Un règlement pour les athlètes transgenres

L’UCI l’a compris : la question des transgenres ne peut plus être ignorée par les institutions sportives internationales. L’organisation mondiale du cyclisme a choisi de prendre les devants en se dotant d’une nouvelle réglementation sur l’éligibilité des athlètes transgenres engagés dans les compétitions inscrites au calendrier international. Appelée à entrer en vigueur le 1er mars 2020,  elle « vise à faciliter la participation des athlètes transgenres dans la catégorie correspondant à leur nouveau genre, tout en garantissant l’égalité des chances pour l’ensemble des athlètes dans les compétitions concernées. » Pas simple. L’UCI l’explique dans un communiqué : l’apport de nouvelles connaissances scientifiques l’a conduit à réviser les critères d’éligibilité retenus jusqu’alors, en particulier pour les femmes transgenres.

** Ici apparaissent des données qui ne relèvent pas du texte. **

impl<'a> FixPipeline<'a> {
    /// Creates a pipeline. Only rules that are selected, inside the active
    /// profile, not skipped and named by the `fix` write list may write.
    #[must_use]
    pub fn new(
        rules: &'a RuleSet,
        selection: &'a Selection,
        resolver: &'a SuppressionResolver<'a>,
        classifier: &'a Classifier<'a>,
        config: &'a Config,
    ) -> Self {
        Self {
            rules,
            selection,
            resolver,
            classifier,
            write_list: &config.fix,
            max_passes: config.max_fix_passes.max(1),
        }
    }

    fn writable(&self, entry: &RuleEntry) -> bool {
        let id = entry.id();
        self.selection.includes(id)
            && self.classifier.in_profile(id)
            && !self.resolver.skips_rule(id)
            && self
                .write_list
                .iter()
                .any(|name| name == "all" || self.rules.selects(name, id, None))
    }

    /// Rules that would write, in application order.
    #[must_use]
    pub fn writers(&self) -> Vec<&'a RuleEntry> {
        self.rules
            .fixable()
            .into_iter()
            .filter(|e| self.writable(e))
            .collect()
    }

    /// Fixes one document in memory. A document whose bytes were not valid
    /// UTF-8 is left untouched.
    #[must_use]
    pub fn fix_document(&self, document: &SourceDocument) -> FileFix {
        let writers = if document.is_lossy() {
            Vec::new()
        } else {
            self.writers()
        };
        let mut text = document.text().to_string();
        let mut applied = Vec::new();
        let mut failures = Vec::new();
        let mut failed: HashSet<FailureKey> = HashSet::new();
        let mut passes = 0;

        while passes < self.max_passes && !writers.is_empty() {
            passes += 1;
            let mut changed = false;
            for entry in &writers {
                let engine = Engine::new(self.rules, Selection::all().only([entry.id().to_string()]));
                let current = reparse(document, &text);
                let found = self.live(&engine, &current);
                let candidates: Vec<MatchCandidate> = found
                    .iter()
                    .filter(|c| c.fix.is_some() && !failed.contains(&failure_key(c, &current)))
                    .cloned()
                    .collect();
                if candidates.is_empty() {
                    continue;
                }

                let (chosen, edits) = choose(candidates);
                let attempt = apply_edits(&text, &edits);
                let remaining = if attempt == text {
                    Vec::new()
                } else {
                    self.live(&engine, &reparse(document, &attempt))
                };
                let (kept, reverted): (Vec<_>, Vec<_>) = chosen.into_iter().partition(|c| {
                    !is_noop(&text, c) && resolves(c, &found, &remaining, &edits)
                });

                let new_text = if reverted.is_empty() {
                    attempt
                } else {
                    for candidate in reverted {
                        tracing::warn!(
                            rule = %candidate.tag(),
                            file = %document.relative_path().display(),
                            line = candidate.location.line,
                            "fix did not resolve finding, reverting"
                        );
                        failed.insert(failure_key(&candidate, &current));
                        failures.push(fix_failed(candidate));
                    }
                    let mut kept_edits: Vec<Edit> = kept
                        .iter()
                        .filter_map(|c| c.fix.as_ref())
                        .flat_map(|f| f.edits.iter().cloned())
                        .collect();
                    kept_edits.sort_by_key(|e| (e.range.start, e.range.end));
                    apply_edits(&text, &kept_edits)
                };

                if new_text != text {
                    applied.extend(kept.into_iter().map(|c| AppliedFix {
                        message: c.fix.map(|f| f.message).unwrap_or_default(),
                        rule_id: c.rule_id,
                        sub_tag: c.sub_tag,
                        line: c.location.line,
                    }));
                    text = new_text;
                    changed = true;
                }
            }
            if !changed {
                break;
            }
        }

        tracing::debug!(
            file = %document.relative_path().display(),
            passes,
            fixes = applied.len(),
            "fixed document"
        );
        FileFix {
            path: document.path().to_path_buf(),
            relative: document.relative_path().to_path_buf(),
            original: document.text().to_string(),
            fixed: text,
            applied,
            failures,
            passes,
        }
    }

    /// Candidates of the engine's rule that survive suppression.
    fn live(&self, engine: &Engine<'_>, document: &SourceDocument) -> Vec<MatchCandidate> {
        engine
            .check_standalone(document)
            .into_iter()
            .filter(|c| !matches!(self.resolver.verdict(c, Some(document)), Verdict::Suppressed(_)))
            .collect()
    }
}
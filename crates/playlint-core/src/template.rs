//! Scanner for `{{ }}`, `{% %}` and `{# #}` template expressions.

use std::ops::Range;

/// Kind of a template expression.
#[derive(Debug, Clone, Copy, PartialEq, Eq)]
pub enum ExpressionKind {
    /// `{{ expr }}`
    Variable,
    /// `{% stmt %}`
    Statement,
    /// `{# comment #}`
    Comment,
}

/// One expression found in a text.
#[derive(Debug, Clone, PartialEq, Eq)]
pub struct Expression<'a> {
    /// Kind.
    pub kind: ExpressionKind,
    /// Range of the whole expression, delimiters included.
    pub range: Range<usize>,
    /// Text between the delimiters, whitespace-control dashes excluded.
    pub inner: &'a str,
}

impl Expression<'_> {
    /// Returns true if the inner text is wrapped in exactly one space on
    /// each side (`{{ x }}`). Multi-line expressions are not judged.
    #[must_use]
    pub fn is_well_spaced(&self) -> bool {
        if self.inner.contains('\n') || self.inner.trim().is_empty() {
            return true;
        }
        let leading = self.inner.len() - self.inner.trim_start().len();
        let trailing = self.inner.len() - self.inner.trim_end().len();
        leading == 1 && trailing == 1 && self.inner.starts_with(' ') && self.inner.ends_with(' ')
    }
}

/// Finds every expression in `text`, in order. Unterminated openers are
/// ignored.
#[must_use]
pub fn expressions(text: &str) -> Vec<Expression<'_>> {
    let bytes = text.as_bytes();
    let mut out = Vec::new();
    let mut i = 0;
    while i + 1 < bytes.len() {
        if bytes[i] != b'{' {
            i += 1;
            continue;
        }
        let (kind, close) = match bytes[i + 1] {
            b'{' => (ExpressionKind::Variable, "}}"),
            b'%' => (ExpressionKind::Statement, "%}"),
            b'#' => (ExpressionKind::Comment, "#}"),
            _ => {
                i += 1;
                continue;
            }
        };
        let body_start = i + 2;
        let Some(end) = find_close(text, body_start, close) else {
            i += 2;
            continue;
        };
        let mut inner_start = body_start;
        let mut inner_end = end;
        if bytes.get(inner_start) == Some(&b'-') || bytes.get(inner_start) == Some(&b'+') {
            inner_start += 1;
        }
        if inner_end > inner_start && bytes[inner_end - 1] == b'-' {
            inner_end -= 1;
        }
        out.push(Expression {
            kind,
            range: i..end + 2,
            inner: &text[inner_start..inner_end],
        });
        i = end + 2;
    }
    out
}

/// Finds `close` after `from`, skipping quoted strings.
fn find_close(text: &str, from: usize, close: &str) -> Option<usize> {
    let bytes = text.as_bytes();
    let mut quote: Option<u8> = None;
    let mut i = from;
    while i < bytes.len() {
        let b = bytes[i];
        match quote {
            Some(q) if b == q => quote = None,
            Some(_) => {}
            None if b == b'\'' || b == b'"' => quote = Some(b),
            None if text[i..].starts_with(close) => return Some(i),
            None => {}
        }
        i += 1;
    }
    None
}

/// Returns true if `text` contains a template expression.
#[must_use]
pub fn is_templated(text: &str) -> bool {
    !expressions(text).is_empty()
}

#[cfg(test)]
mod tests {
    use super::*;

    #[test]
    fn finds_all_kinds() {
        let text = "a {{ x }} b {% if y %} c {# note #}";
        let found = expressions(text);
        let kinds: Vec<_> = found.iter().map(|e| e.kind).collect();
        assert_eq!(
            kinds,
            vec![
                ExpressionKind::Variable,
                ExpressionKind::Statement,
                ExpressionKind::Comment
            ]
        );
        assert_eq!(&text[found[0].range.clone()], "{{ x }}");
        assert_eq!(found[1].inner, " if y ");
    }

    #[test]
    fn closing_braces_inside_strings_are_skipped() {
        let text = "{{ '}}' | default('x') }}";
        let found = expressions(text);
        assert_eq!(found.len(), 1);
        assert_eq!(found[0].range, 0..text.len());
    }

    #[test]
    fn spacing() {
        assert!(expressions("{{ x }}")[0].is_well_spaced());
        assert!(!expressions("{{x}}")[0].is_well_spaced());
        assert!(!expressions("{{  x }}")[0].is_well_spaced());
        assert!(expressions("{{- x -}}")[0].is_well_spaced());
    }

    #[test]
    fn templated_detection() {
        assert!(is_templated("{{ item }}.yml"));
        assert!(!is_templated("tasks/main.yml"));
        assert!(!is_templated("{{ unterminated"));
    }
}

Le nouveau consensus prévoit notamment que si une fédération internationale décide d’utiliser la testostérone comme indicateur, l’athlète transgenre ne sera éligible à concourir dans la catégorie Femmes que si sa concentration de testostérone dans le sérum est inférieure à 5 nmol/L. Pour le reste, l’UCI prévoit un processus volontairement simplifié, avec une demande à adresser à un responsable médical au moins 6 semaines avant la date de la première compétition, puis une évaluation du dossier de l’athlète par une commission de trois experts internationaux indépendants de l’UCI. Une fois l’éligibilité prononcée, le coureur transgenre s’engage à maintenir la concentration sérique de testostérone inférieure à 5 nmol/L pendant toute la période de compétition en catégorie féminine. L’UCI a demandé à ses fédérations nationales d’intégrer ces nouvelles directives dans leurs règlements.